Input data.
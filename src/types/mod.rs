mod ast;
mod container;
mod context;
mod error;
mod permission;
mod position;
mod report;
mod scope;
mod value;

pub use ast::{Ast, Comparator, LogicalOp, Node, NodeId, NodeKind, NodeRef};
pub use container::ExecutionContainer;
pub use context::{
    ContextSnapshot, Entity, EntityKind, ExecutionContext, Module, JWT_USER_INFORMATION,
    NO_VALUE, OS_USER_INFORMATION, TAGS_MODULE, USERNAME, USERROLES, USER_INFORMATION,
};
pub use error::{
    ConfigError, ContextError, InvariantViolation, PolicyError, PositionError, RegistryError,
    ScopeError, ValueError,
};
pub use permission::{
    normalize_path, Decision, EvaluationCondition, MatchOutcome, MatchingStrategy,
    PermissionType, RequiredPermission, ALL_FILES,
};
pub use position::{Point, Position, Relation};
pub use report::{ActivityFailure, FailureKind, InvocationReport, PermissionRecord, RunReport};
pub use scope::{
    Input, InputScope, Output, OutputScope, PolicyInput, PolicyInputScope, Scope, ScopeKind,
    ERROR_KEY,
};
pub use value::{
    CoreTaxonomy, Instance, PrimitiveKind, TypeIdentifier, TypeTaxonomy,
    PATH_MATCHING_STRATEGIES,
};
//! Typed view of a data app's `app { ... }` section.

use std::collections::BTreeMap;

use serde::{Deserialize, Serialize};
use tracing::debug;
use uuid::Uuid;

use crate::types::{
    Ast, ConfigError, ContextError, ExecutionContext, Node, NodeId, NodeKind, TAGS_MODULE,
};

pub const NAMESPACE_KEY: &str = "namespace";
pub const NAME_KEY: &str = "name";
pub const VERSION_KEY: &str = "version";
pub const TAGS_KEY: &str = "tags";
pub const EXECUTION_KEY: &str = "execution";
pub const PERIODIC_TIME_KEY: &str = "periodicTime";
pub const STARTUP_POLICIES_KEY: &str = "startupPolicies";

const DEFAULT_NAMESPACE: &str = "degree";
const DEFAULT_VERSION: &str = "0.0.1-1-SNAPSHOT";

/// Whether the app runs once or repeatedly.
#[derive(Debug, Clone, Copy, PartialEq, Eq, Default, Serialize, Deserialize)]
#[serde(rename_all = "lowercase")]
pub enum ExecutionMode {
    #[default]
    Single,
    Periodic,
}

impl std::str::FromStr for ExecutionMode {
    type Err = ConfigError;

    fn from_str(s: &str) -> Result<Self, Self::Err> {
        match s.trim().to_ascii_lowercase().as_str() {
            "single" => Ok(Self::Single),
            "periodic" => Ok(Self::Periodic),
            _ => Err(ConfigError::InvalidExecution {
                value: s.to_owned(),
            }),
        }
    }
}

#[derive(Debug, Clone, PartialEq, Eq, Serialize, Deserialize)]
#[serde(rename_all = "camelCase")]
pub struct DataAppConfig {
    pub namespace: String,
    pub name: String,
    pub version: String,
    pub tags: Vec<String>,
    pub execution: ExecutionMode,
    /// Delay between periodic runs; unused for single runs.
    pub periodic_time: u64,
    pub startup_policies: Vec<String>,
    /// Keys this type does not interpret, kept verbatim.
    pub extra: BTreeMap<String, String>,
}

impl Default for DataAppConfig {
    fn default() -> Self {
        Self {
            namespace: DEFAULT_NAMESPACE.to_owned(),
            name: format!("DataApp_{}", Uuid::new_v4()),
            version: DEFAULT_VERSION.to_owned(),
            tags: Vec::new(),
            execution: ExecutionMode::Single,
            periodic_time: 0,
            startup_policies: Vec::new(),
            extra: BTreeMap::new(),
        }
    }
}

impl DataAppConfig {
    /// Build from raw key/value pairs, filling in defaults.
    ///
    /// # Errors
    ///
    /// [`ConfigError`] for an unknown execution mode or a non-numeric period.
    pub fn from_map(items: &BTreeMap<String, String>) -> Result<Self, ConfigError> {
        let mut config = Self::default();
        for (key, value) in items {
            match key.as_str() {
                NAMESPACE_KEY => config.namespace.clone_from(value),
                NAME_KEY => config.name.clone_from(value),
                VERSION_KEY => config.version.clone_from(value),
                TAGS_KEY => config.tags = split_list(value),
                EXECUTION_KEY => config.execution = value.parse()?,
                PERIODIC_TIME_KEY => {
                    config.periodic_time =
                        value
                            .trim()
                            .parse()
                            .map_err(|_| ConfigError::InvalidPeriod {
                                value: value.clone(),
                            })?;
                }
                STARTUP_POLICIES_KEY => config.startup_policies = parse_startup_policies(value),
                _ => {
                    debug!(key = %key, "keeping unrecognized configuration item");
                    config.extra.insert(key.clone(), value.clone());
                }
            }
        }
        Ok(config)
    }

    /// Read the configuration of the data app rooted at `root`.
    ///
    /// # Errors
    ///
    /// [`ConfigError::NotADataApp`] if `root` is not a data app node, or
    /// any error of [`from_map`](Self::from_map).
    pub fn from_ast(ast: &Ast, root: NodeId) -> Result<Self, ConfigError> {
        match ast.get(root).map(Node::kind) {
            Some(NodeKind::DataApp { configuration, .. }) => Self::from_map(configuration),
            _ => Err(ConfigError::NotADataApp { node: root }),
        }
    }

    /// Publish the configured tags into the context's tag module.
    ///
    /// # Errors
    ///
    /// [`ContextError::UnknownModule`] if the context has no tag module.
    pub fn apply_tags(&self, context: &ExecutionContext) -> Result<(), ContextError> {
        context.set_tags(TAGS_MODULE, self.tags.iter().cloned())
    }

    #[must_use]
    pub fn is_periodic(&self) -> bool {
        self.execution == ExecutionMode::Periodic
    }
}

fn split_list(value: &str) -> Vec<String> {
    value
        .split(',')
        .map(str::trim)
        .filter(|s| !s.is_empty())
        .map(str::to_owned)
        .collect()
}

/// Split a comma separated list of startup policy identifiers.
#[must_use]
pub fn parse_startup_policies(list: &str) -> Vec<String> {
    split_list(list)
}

Aim of the task. Set every record down again exactly as written.

Result of this task.
filename src/types/mod.rs
mod ast;
mod container;
mod context;
mod error;
mod permission;
mod position;
mod report;
mod scope;
mod value;

pub use ast::{Ast, Comparator, LogicalOp, Node, NodeId, NodeKind, NodeRef};
pub use container::ExecutionContainer;
pub use context::{
    ContextSnapshot, Entity, EntityKind, ExecutionContext, Module, JWT_USER_INFORMATION,
    NO_VALUE, OS_USER_INFORMATION, TAGS_MODULE, USERNAME, USERROLES, USER_INFORMATION,
};
pub use error::{
    ConfigError, ContextError, InvariantViolation, PolicyError, PositionError, RegistryError,
    ScopeError, ValueError,
};
pub use permission::{
    normalize_path, Decision, EvaluationCondition, MatchOutcome, MatchingStrategy,
    PermissionType, RequiredPermission, ALL_FILES,
};
pub use position::{Point, Position, Relation};
pub use report::{ActivityFailure, FailureKind, InvocationReport, PermissionRecord, RunReport};
pub use scope::{
    Input, InputScope, Output, OutputScope, PolicyInput, PolicyInputScope, Scope, ScopeKind,
    ERROR_KEY,
};
pub use value::{
    CoreTaxonomy, Instance, PrimitiveKind, TypeIdentifier, TypeTaxonomy,
    PATH_MATCHING_STRATEGIES,
};
//! Typed view of a data app's `app { ... }` section.

use std::collections::BTreeMap;

use serde::{Deserialize, Serialize};
use tracing::debug;
use uuid::Uuid;

use crate::types::{
    Ast, ConfigError, ContextError, ExecutionContext, Node, NodeId, NodeKind, TAGS_MODULE,
};

pub const NAMESPACE_KEY: &str = "namespace";
pub const NAME_KEY: &str = "name";
pub const VERSION_KEY: &str = "version";
pub const TAGS_KEY: &str = "tags";
pub const EXECUTION_KEY: &str = "execution";
pub const PERIODIC_TIME_KEY: &str = "periodicTime";
pub const STARTUP_POLICIES_KEY: &str = "startupPolicies";

const DEFAULT_NAMESPACE: &str = "degree";
const DEFAULT_VERSION: &str = "0.0.1-1-SNAPSHOT";

/// Whether the app runs once or repeatedly.
#[derive(Debug, Clone, Copy, PartialEq, Eq, Default, Serialize, Deserialize)]
#[serde(rename_all = "lowercase")]
pub enum ExecutionMode {
    #[default]
    Single,
    Periodic,
}

impl std::str::FromStr for ExecutionMode {
    type Err = ConfigError;

    fn from_str(s: &str) -> Result<Self, Self::Err> {
        match s.trim().to_ascii_lowercase().as_str() {
            "single" => Ok(Self::Single),
            "periodic" => Ok(Self::Periodic),
            _ => Err(ConfigError::InvalidExecution {
                value: s.to_owned(),
            }),
        }
    }
}

#[derive(Debug, Clone, PartialEq, Eq, Serialize, Deserialize)]
#[serde(rename_all = "camelCase")]
pub struct DataAppConfig {
    pub namespace: String,
    pub name: String,
    pub version: String,
    pub tags: Vec<String>,
    pub execution: ExecutionMode,
    /// Delay between periodic runs; unused for single runs.
    pub periodic_time: u64,
    pub startup_policies: Vec<String>,
    /// Keys this type does not interpret, kept verbatim.
    pub extra: BTreeMap<String, String>,
}

impl Default for DataAppConfig {
    fn default() -> Self {
        Self {
            namespace: DEFAULT_NAMESPACE.to_owned(),
            name: format!("DataApp_{}", Uuid::new_v4()),
            version: DEFAULT_VERSION.to_owned(),
            tags: Vec::new(),
            execution: ExecutionMode::Single,
            periodic_time: 0,
            startup_policies: Vec::new(),
            extra: BTreeMap::new(),
        }
    }
}

impl DataAppConfig {
    /// Build from raw key/value pairs, filling in defaults.
    ///
    /// # Errors
    ///
    /// [`ConfigError`] for an unknown execution mode or a non-numeric period.
    pub fn from_map(items: &BTreeMap<String, String>) -> Result<Self, ConfigError> {
        let mut config = Self::default();
        for (key, value) in items {
            match key.as_str() {
                NAMESPACE_KEY => config.namespace.clone_from(value),
                NAME_KEY => config.name.clone_from(value),
                VERSION_KEY => config.version.clone_from(value),
                TAGS_KEY => config.tags = split_list(value),
                EXECUTION_KEY => config.execution = value.parse()?,
                PERIODIC_TIME_KEY => {
                    config.periodic_time =
                        value
                            .trim()
                            .parse()
                            .map_err(|_| ConfigError::InvalidPeriod {
                                value: value.clone(),
                            })?;
                }
                STARTUP_POLICIES_KEY => config.startup_policies = parse_startup_policies(value),
                _ => {
                    debug!(key = %key, "keeping unrecognized configuration item");
                    config.extra.insert(key.clone(), value.clone());
                }
            }
        }
        Ok(config)
    }

    /// Read the configuration of the data app rooted at `root`.
    ///
    /// # Errors
    ///
    /// [`ConfigError::NotADataApp`] if `root` is not a data app node, or
    /// any error of [`from_map`](Self::from_map).
    pub fn from_ast(ast: &Ast, root: NodeId) -> Result<Self, ConfigError> {
        match ast.get(root).map(Node::kind) {
            Some(NodeKind::DataApp { configuration, .. }) => Self::from_map(configuration),
            _ => Err(ConfigError::NotADataApp { node: root }),
        }
    }

    /// Publish the configured tags into the context's tag module.
    ///
    /// # Errors
    ///
    /// [`ContextError::UnknownModule`] if the context has no tag module.
    pub fn apply_tags(&self, context: &ExecutionContext) -> Result<(), ContextError> {
        context.set_tags(TAGS_MODULE, self.tags.iter().cloned())
    }

    #[must_use]
    pub fn is_periodic(&self) -> bool {
        self.execution == ExecutionMode::Periodic
    }
}

fn split_list(value: &str) -> Vec<String> {
    value
        .split(',')
        .map(str::trim)
        .filter(|s| !s.is_empty())
        .map(str::to_owned)
        .collect()
}

/// Split a comma separated list of startup policy identifiers.
#[must_use]
pub fn parse_startup_policies(list: &str) -> Vec<String> {
    split_list(list)
}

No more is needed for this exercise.